Exercise description = Using the string "find" as the key, pull each matching line out of the records below.

Supplied material =
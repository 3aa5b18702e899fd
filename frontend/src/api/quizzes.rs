use learnify_shared::{ApiPaths, Id, Quiz, QuizRequest};

use crate::error::ApiResult;
use crate::http::ApiClient;

impl ApiClient {
    pub async fn create_quiz(&self, course_id: Id, data: &QuizRequest) -> ApiResult<Quiz> {
        self.post(&ApiPaths::course_quizzes(course_id), data).await
    }

    pub async fn get_course_quizzes(&self, course_id: Id) -> ApiResult<Vec<Quiz>> {
        self.get(&ApiPaths::course_quizzes(course_id)).await
    }

    pub async fn get_quiz(&self, id: Id) -> ApiResult<Quiz> {
        self.get(&ApiPaths::quiz(id)).await
    }

    pub async fn update_quiz(&self, id: Id, data: &QuizRequest) -> ApiResult<Quiz> {
        self.put(&ApiPaths::quiz(id), data).await
    }

    pub async fn delete_quiz(&self, id: Id) -> ApiResult<()> {
        self.delete(&ApiPaths::quiz(id)).await
    }
}
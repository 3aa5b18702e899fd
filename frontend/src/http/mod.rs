//! HTTP 客户端层
//!
//! - `transport`: 传输抽象（浏览器实现见 `web::http`）
//! - `token`: access token 持久化抽象
//! - `client`: 认证拦截与 JSON 便捷方法

mod client;
mod token;
mod transport;

pub use client::{ApiClient, TokenEvent};
pub use token::{MemoryTokenStore, TokenStore};
pub use transport::{HttpClient, HttpRequest, HttpResponse, TransportError};

#[cfg(test)]
pub use transport::{MockHttpClient, MockReply};
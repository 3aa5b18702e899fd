use learnify_shared::{Answer, AnswerRequest, ApiPaths, Id};

use crate::error::ApiResult;
use crate::http::ApiClient;

impl ApiClient {
    pub async fn create_answer(&self, question_id: Id, data: &AnswerRequest) -> ApiResult<Answer> {
        self.post(&ApiPaths::question_answers(question_id), data).await
    }

    pub async fn get_question_answers(&self, question_id: Id) -> ApiResult<Vec<Answer>> {
        self.get(&ApiPaths::question_answers(question_id)).await
    }

    pub async fn update_answer(&self, id: Id, data: &AnswerRequest) -> ApiResult<Answer> {
        self.put(&ApiPaths::answer(id), data).await
    }

    pub async fn delete_answer(&self, id: Id) -> ApiResult<()> {
        self.delete(&ApiPaths::answer(id)).await
    }
}
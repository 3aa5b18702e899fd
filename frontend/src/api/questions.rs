use learnify_shared::{ApiPaths, Id, Question, QuestionRequest};

use crate::error::ApiResult;
use crate::http::ApiClient;

impl ApiClient {
    pub async fn create_question(&self, quiz_id: Id, data: &QuestionRequest) -> ApiResult<Question> {
        self.post(&ApiPaths::quiz_questions(quiz_id), data).await
    }

    pub async fn get_quiz_questions(&self, quiz_id: Id) -> ApiResult<Vec<Question>> {
        self.get(&ApiPaths::quiz_questions(quiz_id)).await
    }

    pub async fn update_question(&self, id: Id, data: &QuestionRequest) -> ApiResult<Question> {
        self.put(&ApiPaths::question(id), data).await
    }

    pub async fn delete_question(&self, id: Id) -> ApiResult<()> {
        self.delete(&ApiPaths::question(id)).await
    }
}
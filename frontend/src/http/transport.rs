//! HTTP 传输抽象层
//!
//! `HttpClient` 只负责把一个请求发出去并拿回状态码和响应体，
//! 认证、重试与错误归一化都在上层 `ApiClient` 中完成。

use learnify_shared::HttpMethod;
use serde::de::DeserializeOwned;

#[cfg(test)]
use std::cell::{Cell, RefCell};
#[cfg(test)]
use std::collections::{HashMap, VecDeque};

/// 传输层错误：没有拿到任何响应
#[derive(Debug, Clone, thiserror::Error)]
pub enum TransportError {
    #[error("request build failed: {0}")]
    RequestBuild(String),
    #[error("network error: {0}")]
    Network(String),
    #[error("response body read failed: {0}")]
    Body(String),
}

/// 通用 HTTP 请求结构
#[derive(Debug, Clone, PartialEq)]
pub struct HttpRequest {
    pub url: String,
    pub method: HttpMethod,
    pub headers: Vec<(String, String)>,
    pub body: Option<String>,
}

impl HttpRequest {
    pub fn new(url: &str, method: HttpMethod) -> Self {
        Self {
            url: url.to_string(),
            method,
            headers: Vec::new(),
            body: None,
        }
    }

    pub fn with_header(mut self, key: &str, value: &str) -> Self {
        self.headers.push((key.to_string(), value.to_string()));
        self
    }

    pub fn with_body(mut self, body: Option<String>) -> Self {
        self.body = body;
        self
    }

    /// 按名称查找请求头（大小写不敏感）
    pub fn header(&self, key: &str) -> Option<&str> {
        self.headers
            .iter()
            .find(|(k, _)| k.eq_ignore_ascii_case(key))
            .map(|(_, v)| v.as_str())
    }
}

/// 通用 HTTP 响应结构
#[derive(Debug, Clone, PartialEq)]
pub struct HttpResponse {
    pub status: u16,
    pub body: String,
}

impl HttpResponse {
    pub fn ok(&self) -> bool {
        (200..300).contains(&self.status)
    }

    pub fn json<T: DeserializeOwned>(&self) -> serde_json::Result<T> {
        serde_json::from_str(&self.body)
    }
}

/// HTTP 客户端特性
///
/// 浏览器环境下的 future 不是 Send 的，因此使用 `?Send`。
#[async_trait::async_trait(?Send)]
pub trait HttpClient {
    async fn send(&self, req: HttpRequest) -> Result<HttpResponse, TransportError>;
}

// =========================================================
// 测试工具: MockHttpClient
// =========================================================

#[cfg(test)]
#[derive(Clone)]
pub enum MockReply {
    /// 固定返回
    Status(u16, String),
    /// 仅当携带指定 token 时返回 ok，否则 401
    RequireToken { token: String, status: u16, body: String },
    /// 模拟断网
    NetworkDown,
}

#[cfg(test)]
pub struct MockHttpClient {
    /// (Method, URL) -> 依次消费的响应；只剩一个时重复使用
    routes: RefCell<HashMap<(HttpMethod, String), VecDeque<MockReply>>>,
    /// 记录发出的请求
    pub requests: RefCell<Vec<HttpRequest>>,
    /// 每次响应前让出一次执行权，用于构造并发交错
    yield_before_reply: Cell<bool>,
}

#[cfg(test)]
impl MockHttpClient {
    pub fn new() -> Self {
        Self {
            routes: RefCell::new(HashMap::new()),
            requests: RefCell::new(Vec::new()),
            yield_before_reply: Cell::new(false),
        }
    }

    pub fn on(&self, method: HttpMethod, url: &str, reply: MockReply) {
        self.routes
            .borrow_mut()
            .entry((method, url.to_string()))
            .or_default()
            .push_back(reply);
    }

    pub fn mock_response(&self, method: HttpMethod, url: &str, status: u16, body: serde_json::Value) {
        self.on(method, url, MockReply::Status(status, body.to_string()));
    }

    pub fn set_yield(&self, enabled: bool) {
        self.yield_before_reply.set(enabled);
    }

    pub fn count(&self, method: HttpMethod, url: &str) -> usize {
        self.requests
            .borrow()
            .iter()
            .filter(|r| r.method == method && r.url == url)
            .count()
    }

    pub fn last_request(&self, method: HttpMethod, url: &str) -> Option<HttpRequest> {
        self.requests
            .borrow()
            .iter()
            .rev()
            .find(|r| r.method == method && r.url == url)
            .cloned()
    }

    fn next_reply(&self, method: HttpMethod, url: &str) -> Option<MockReply> {
        let mut routes = self.routes.borrow_mut();
        let queue = routes.get_mut(&(method, url.to_string()))?;
        if queue.len() > 1 {
            queue.pop_front()
        } else {
            queue.front().cloned()
        }
    }
}

#[cfg(test)]
#[async_trait::async_trait(?Send)]
impl HttpClient for MockHttpClient {
    async fn send(&self, req: HttpRequest) -> Result<HttpResponse, TransportError> {
        self.requests.borrow_mut().push(req.clone());

        if self.yield_before_reply.get() {
            tokio::task::yield_now().await;
        }

        match self.next_reply(req.method, &req.url) {
            Some(MockReply::Status(status, body)) => Ok(HttpResponse { status, body }),
            Some(MockReply::RequireToken { token, status, body }) => {
                let expected = format!("Bearer {}", token);
                if req.header("Authorization") == Some(expected.as_str()) {
                    Ok(HttpResponse { status, body })
                } else {
                    Ok(HttpResponse {
                        status: 401,
                        body: String::new(),
                    })
                }
            }
            Some(MockReply::NetworkDown) => Err(TransportError::Network("connection refused".to_string())),
            None => Ok(HttpResponse {
                status: 404,
                body: "Not Found".to_string(),
            }),
        }
    }
}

Answer =
            .find(|(k, _)| k.eq_ignore_ascii_case(key))
            .find(|r| r.method == method && r.url == url)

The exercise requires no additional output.